All of the entries must be output exactly as they are.

═════ Information shown ═════

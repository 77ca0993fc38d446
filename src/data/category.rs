//! Strongly typed categorical attributes and the obesity target label.

use super::schema::{normalize_key, Domain};
use serde::{Deserialize, Serialize};
use std::fmt;

/// Common behaviour of the finite-domain attribute enums.
pub trait CategoricalValue: Sized + Copy + 'static {
    /// Domain the enum represents.
    const DOMAIN: Domain;
    /// All values in declaration order.
    const ALL: &'static [Self];

    /// Canonical token, identical to the encoder vocabulary entry.
    fn token(self) -> &'static str;

    /// Parses any accepted spelling; `None` for values outside the domain.
    fn parse(raw: &str) -> Option<Self> {
        let canonical = Self::DOMAIN.normalize(raw);
        Self::ALL.iter().copied().find(|v| v.token() == canonical)
    }
}

/// Biological gender.
#[derive(Debug, Clone, Copy, PartialEq, Eq, Hash, Serialize, Deserialize)]
#[serde(rename_all = "snake_case")]
pub enum Gender {
    /// Male
    Male,
    /// Female
    Female,
}

impl CategoricalValue for Gender {
    const DOMAIN: Domain = Domain::Gender;
    const ALL: &'static [Self] = &[Self::Male, Self::Female];

    fn token(self) -> &'static str {
        match self {
            Self::Male => "male",
            Self::Female => "female",
        }
    }
}

/// Binary answer.
#[derive(Debug, Clone, Copy, PartialEq, Eq, Hash, Serialize, Deserialize)]
#[serde(rename_all = "snake_case")]
pub enum YesNo {
    /// Yes
    Yes,
    /// No
    No,
}

impl YesNo {
    /// Returns true for [`YesNo::Yes`].
    #[must_use]
    pub fn is_yes(self) -> bool {
        self == Self::Yes
    }
}

impl CategoricalValue for YesNo {
    const DOMAIN: Domain = Domain::YesNo;
    const ALL: &'static [Self] = &[Self::Yes, Self::No];

    fn token(self) -> &'static str {
        match self {
            Self::Yes => "yes",
            Self::No => "no",
        }
    }
}

/// Ordinal frequency used by snacking (CAEC) and alcohol (CALC).
#[derive(Debug, Clone, Copy, PartialEq, Eq, PartialOrd, Ord, Hash, Serialize, Deserialize)]
#[serde(rename_all = "snake_case")]
pub enum Frequency {
    /// Never
    Never,
    /// Sometimes
    Sometimes,
    /// Frequently
    Frequently,
    /// Always
    Always,
}

impl CategoricalValue for Frequency {
    const DOMAIN: Domain = Domain::Frequency;
    const ALL: &'static [Self] = &[
        Self::Never,
        Self::Sometimes,
        Self::Frequently,
        Self::Always,
    ];

    fn token(self) -> &'static str {
        match self {
            Self::Never => "never",
            Self::Sometimes => "sometimes",
            Self::Frequently => "frequently",
            Self::Always => "always",
        }
    }
}

/// Primary transportation mode.
#[derive(Debug, Clone, Copy, PartialEq, Eq, Hash, Serialize, Deserialize)]
#[serde(rename_all = "snake_case")]
pub enum Transport {
    /// Public transportation
    PublicTransit,
    /// Walking
    Walking,
    /// Car
    Automobile,
    /// Motorbike
    Motorcycle,
    /// Bike
    Bicycle,
}

impl CategoricalValue for Transport {
    const DOMAIN: Domain = Domain::Transport;
    const ALL: &'static [Self] = &[
        Self::PublicTransit,
        Self::Walking,
        Self::Automobile,
        Self::Motorcycle,
        Self::Bicycle,
    ];

    fn token(self) -> &'static str {
        match self {
            Self::PublicTransit => "public_transit",
            Self::Walking => "walking",
            Self::Automobile => "automobile",
            Self::Motorcycle => "motorcycle",
            Self::Bicycle => "bicycle",
        }
    }
}

/// Seven ordered obesity categories, in increasing severity.
///
/// The discriminant is the class index used by the classifier.
///
/// ```
/// use obesity_pipeline::data::ObesityCategory;
///
/// let c = ObesityCategory::parse("Obesity_Type_II").expect("dataset spelling");
/// assert_eq!(c, ObesityCategory::ObesityII);
/// assert_eq!(c.index(), 5);
/// assert!(c.is_obese());
/// assert!(ObesityCategory::Underweight < ObesityCategory::NormalWeight);
/// ```
#[derive(
    Debug, Clone, Copy, PartialEq, Eq, PartialOrd, Ord, Hash, Serialize, Deserialize,
)]
#[serde(rename_all = "snake_case")]
pub enum ObesityCategory {
    /// Insufficient weight
    Underweight = 0,
    /// Normal weight
    NormalWeight = 1,
    /// Overweight level I
    OverweightI = 2,
    /// Overweight level II
    #[serde(rename = "overweight_ii")]
    OverweightII = 3,
    /// Obesity type I
    ObesityI = 4,
    /// Obesity type II
    #[serde(rename = "obesity_ii")]
    ObesityII = 5,
    /// Obesity type III
    #[serde(rename = "obesity_iii")]
    ObesityIII = 6,
}

impl ObesityCategory {
    /// Number of categories.
    pub const COUNT: usize = 7;

    /// All categories in severity order.
    pub const ALL: [Self; 7] = [
        Self::Underweight,
        Self::NormalWeight,
        Self::OverweightI,
        Self::OverweightII,
        Self::ObesityI,
        Self::ObesityII,
        Self::ObesityIII,
    ];

    /// Class index (0 = Underweight, 6 = Obesity III).
    #[must_use]
    pub const fn index(self) -> usize {
        self as usize
    }

    /// Inverse of [`ObesityCategory::index`].
    #[must_use]
    pub fn from_index(index: usize) -> Option<Self> {
        Self::ALL.get(index).copied()
    }

    /// Human-readable label.
    #[must_use]
    pub const fn label(self) -> &'static str {
        match self {
            Self::Underweight => "Underweight",
            Self::NormalWeight => "Normal Weight",
            Self::OverweightI => "Overweight I",
            Self::OverweightII => "Overweight II",
            Self::ObesityI => "Obesity I",
            Self::ObesityII => "Obesity II",
            Self::ObesityIII => "Obesity III",
        }
    }

    /// Spelling used by the public dataset's target column.
    #[must_use]
    pub const fn dataset_label(self) -> &'static str {
        match self {
            Self::Underweight => "Insufficient_Weight",
            Self::NormalWeight => "Normal_Weight",
            Self::OverweightI => "Overweight_Level_I",
            Self::OverweightII => "Overweight_Level_II",
            Self::ObesityI => "Obesity_Type_I",
            Self::ObesityII => "Obesity_Type_II",
            Self::ObesityIII => "Obesity_Type_III",
        }
    }

    /// Parses dataset, Portuguese, or snake-case spellings.
    #[must_use]
    pub fn parse(raw: &str) -> Option<Self> {
        match normalize_key(raw).as_str() {
            "insufficient_weight" | "underweight" | "baixo_peso" => Some(Self::Underweight),
            "normal_weight" | "peso_normal" => Some(Self::NormalWeight),
            "overweight_level_i" | "overweight_i" | "sobrepeso_i" => Some(Self::OverweightI),
            "overweight_level_ii" | "overweight_ii" | "sobrepeso_ii" => Some(Self::OverweightII),
            "obesity_type_i" | "obesity_i" | "obesidade_i" => Some(Self::ObesityI),
            "obesity_type_ii" | "obesity_ii" | "obesidade_ii" => Some(Self::ObesityII),
            "obesity_type_iii" | "obesity_iii" | "obesidade_iii" => Some(Self::ObesityIII),
            _ => None,
        }
    }

    /// Obesity I, II or III.
    #[must_use]
    pub const fn is_obese(self) -> bool {
        matches!(self, Self::ObesityI | Self::ObesityII | Self::ObesityIII)
    }

    /// Overweight I or II.
    #[must_use]
    pub const fn is_overweight(self) -> bool {
        matches!(self, Self::OverweightI | Self::OverweightII)
    }
}

impl fmt::Display for ObesityCategory {
    fn fmt(&self, f: &mut fmt::Formatter<'_>) -> fmt::Result {
        f.write_str(self.label())
    }
}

═════

* [Solution to the problem]:
repository 77ca0993fc38d446
filename src/data/category.rs
//! Strongly typed categorical attributes and the obesity target label.

use super::schema::{normalize_key, Domain};
use serde::{Deserialize, Serialize};
use std::fmt;

/// Common behaviour of the finite-domain attribute enums.
pub trait CategoricalValue: Sized + Copy + 'static {
    /// Domain the enum represents.
    const DOMAIN: Domain;
    /// All values in declaration order.
    const ALL: &'static [Self];

    /// Canonical token, identical to the encoder vocabulary entry.
    fn token(self) -> &'static str;

    /// Parses any accepted spelling; `None` for values outside the domain.
    fn parse(raw: &str) -> Option<Self> {
        let canonical = Self::DOMAIN.normalize(raw);
        Self::ALL.iter().copied().find(|v| v.token() == canonical)
    }
}

/// Biological gender.
#[derive(Debug, Clone, Copy, PartialEq, Eq, Hash, Serialize, Deserialize)]
#[serde(rename_all = "snake_case")]
pub enum Gender {
    /// Male
    Male,
    /// Female
    Female,
}

impl CategoricalValue for Gender {
    const DOMAIN: Domain = Domain::Gender;
    const ALL: &'static [Self] = &[Self::Male, Self::Female];

    fn token(self) -> &'static str {
        match self {
            Self::Male => "male",
            Self::Female => "female",
        }
    }
}

/// Binary answer.
#[derive(Debug, Clone, Copy, PartialEq, Eq, Hash, Serialize, Deserialize)]
#[serde(rename_all = "snake_case")]
pub enum YesNo {
    /// Yes
    Yes,
    /// No
    No,
}

impl YesNo {
    /// Returns true for [`YesNo::Yes`].
    #[must_use]
    pub fn is_yes(self) -> bool {
        self == Self::Yes
    }
}

impl CategoricalValue for YesNo {
    const DOMAIN: Domain = Domain::YesNo;
    const ALL: &'static [Self] = &[Self::Yes, Self::No];

    fn token(self) -> &'static str {
        match self {
            Self::Yes => "yes",
            Self::No => "no",
        }
    }
}

/// Ordinal frequency used by snacking (CAEC) and alcohol (CALC).
#[derive(Debug, Clone, Copy, PartialEq, Eq, PartialOrd, Ord, Hash, Serialize, Deserialize)]
#[serde(rename_all = "snake_case")]
pub enum Frequency {
    /// Never
    Never,
    /// Sometimes
    Sometimes,
    /// Frequently
    Frequently,
    /// Always
    Always,
}

impl CategoricalValue for Frequency {
    const DOMAIN: Domain = Domain::Frequency;
    const ALL: &'static [Self] = &[
        Self::Never,
        Self::Sometimes,
        Self::Frequently,
        Self::Always,
    ];

    fn token(self) -> &'static str {
        match self {
            Self::Never => "never",
            Self::Sometimes => "sometimes",
            Self::Frequently => "frequently",
            Self::Always => "always",
        }
    }
}

/// Primary transportation mode.
#[derive(Debug, Clone, Copy, PartialEq, Eq, Hash, Serialize, Deserialize)]
#[serde(rename_all = "snake_case")]
pub enum Transport {
    /// Public transportation
    PublicTransit,
    /// Walking
    Walking,
    /// Car
    Automobile,
    /// Motorbike
    Motorcycle,
    /// Bike
    Bicycle,
}

impl CategoricalValue for Transport {
    const DOMAIN: Domain = Domain::Transport;
    const ALL: &'static [Self] = &[
        Self::PublicTransit,
        Self::Walking,
        Self::Automobile,
        Self::Motorcycle,
        Self::Bicycle,
    ];

    fn token(self) -> &'static str {
        match self {
            Self::PublicTransit => "public_transit",
            Self::Walking => "walking",
            Self::Automobile => "automobile",
            Self::Motorcycle => "motorcycle",
            Self::Bicycle => "bicycle",
        }
    }
}

/// Seven ordered obesity categories, in increasing severity.
///
/// The discriminant is the class index used by the classifier.
///
/// ```
/// use obesity_pipeline::data::ObesityCategory;
///
/// let c = ObesityCategory::parse("Obesity_Type_II").expect("dataset spelling");
/// assert_eq!(c, ObesityCategory::ObesityII);
/// assert_eq!(c.index(), 5);
/// assert!(c.is_obese());
/// assert!(ObesityCategory::Underweight < ObesityCategory::NormalWeight);
/// ```
#[derive(
    Debug, Clone, Copy, PartialEq, Eq, PartialOrd, Ord, Hash, Serialize, Deserialize,
)]
#[serde(rename_all = "snake_case")]
pub enum ObesityCategory {
    /// Insufficient weight
    Underweight = 0,
    /// Normal weight
    NormalWeight = 1,
    /// Overweight level I
    OverweightI = 2,
    /// Overweight level II
    #[serde(rename = "overweight_ii")]
    OverweightII = 3,
    /// Obesity type I
    ObesityI = 4,
    /// Obesity type II
    #[serde(rename = "obesity_ii")]
    ObesityII = 5,
    /// Obesity type III
    #[serde(rename = "obesity_iii")]
    ObesityIII = 6,
}

impl ObesityCategory {
    /// Number of categories.
    pub const COUNT: usize = 7;

    /// All categories in severity order.
    pub const ALL: [Self; 7] = [
        Self::Underweight,
        Self::NormalWeight,
        Self::OverweightI,
        Self::OverweightII,
        Self::ObesityI,
        Self::ObesityII,
        Self::ObesityIII,
    ];

    /// Class index (0 = Underweight, 6 = Obesity III).
    #[must_use]
    pub const fn index(self) -> usize {
        self as usize
    }

    /// Inverse of [`ObesityCategory::index`].
    #[must_use]
    pub fn from_index(index: usize) -> Option<Self> {
        Self::ALL.get(index).copied()
    }

    /// Human-readable label.
    #[must_use]
    pub const fn label(self) -> &'static str {
        match self {
            Self::Underweight => "Underweight",
            Self::NormalWeight => "Normal Weight",
            Self::OverweightI => "Overweight I",
            Self::OverweightII => "Overweight II",
            Self::ObesityI => "Obesity I",
            Self::ObesityII => "Obesity II",
            Self::ObesityIII => "Obesity III",
        }
    }

    /// Spelling used by the public dataset's target column.
    #[must_use]
    pub const fn dataset_label(self) -> &'static str {
        match self {
            Self::Underweight => "Insufficient_Weight",
            Self::NormalWeight => "Normal_Weight",
            Self::OverweightI => "Overweight_Level_I",
            Self::OverweightII => "Overweight_Level_II",
            Self::ObesityI => "Obesity_Type_I",
            Self::ObesityII => "Obesity_Type_II",
            Self::ObesityIII => "Obesity_Type_III",
        }
    }

    /// Parses dataset, Portuguese, or snake-case spellings.
    #[must_use]
    pub fn parse(raw: &str) -> Option<Self> {
        match normalize_key(raw).as_str() {
            "insufficient_weight" | "underweight" | "baixo_peso" => Some(Self::Underweight),
            "normal_weight" | "peso_normal" => Some(Self::NormalWeight),
            "overweight_level_i" | "overweight_i" | "sobrepeso_i" => Some(Self::OverweightI),
            "overweight_level_ii" | "overweight_ii" | "sobrepeso_ii" => Some(Self::OverweightII),
            "obesity_type_i" | "obesity_i" | "obesidade_i" => Some(Self::ObesityI),
            "obesity_type_ii" | "obesity_ii" | "obesidade_ii" => Some(Self::ObesityII),
            "obesity_type_iii" | "obesity_iii" | "obesidade_iii" => Some(Self::ObesityIII),
            _ => None,
        }
    }

    /// Obesity I, II or III.
    #[must_use]
    pub const fn is_obese(self) -> bool {
        matches!(self, Self::ObesityI | Self::ObesityII | Self::ObesityIII)
    }

    /// Overweight I or II.
    #[must_use]
    pub const fn is_overweight(self) -> bool {
        matches!(self, Self::OverweightI | Self::OverweightII)
    }
}

impl fmt::Display for ObesityCategory {
    fn fmt(&self, f: &mut fmt::Formatter<'_>) -> fmt::Result {
        f.write_str(self.label())
    }
}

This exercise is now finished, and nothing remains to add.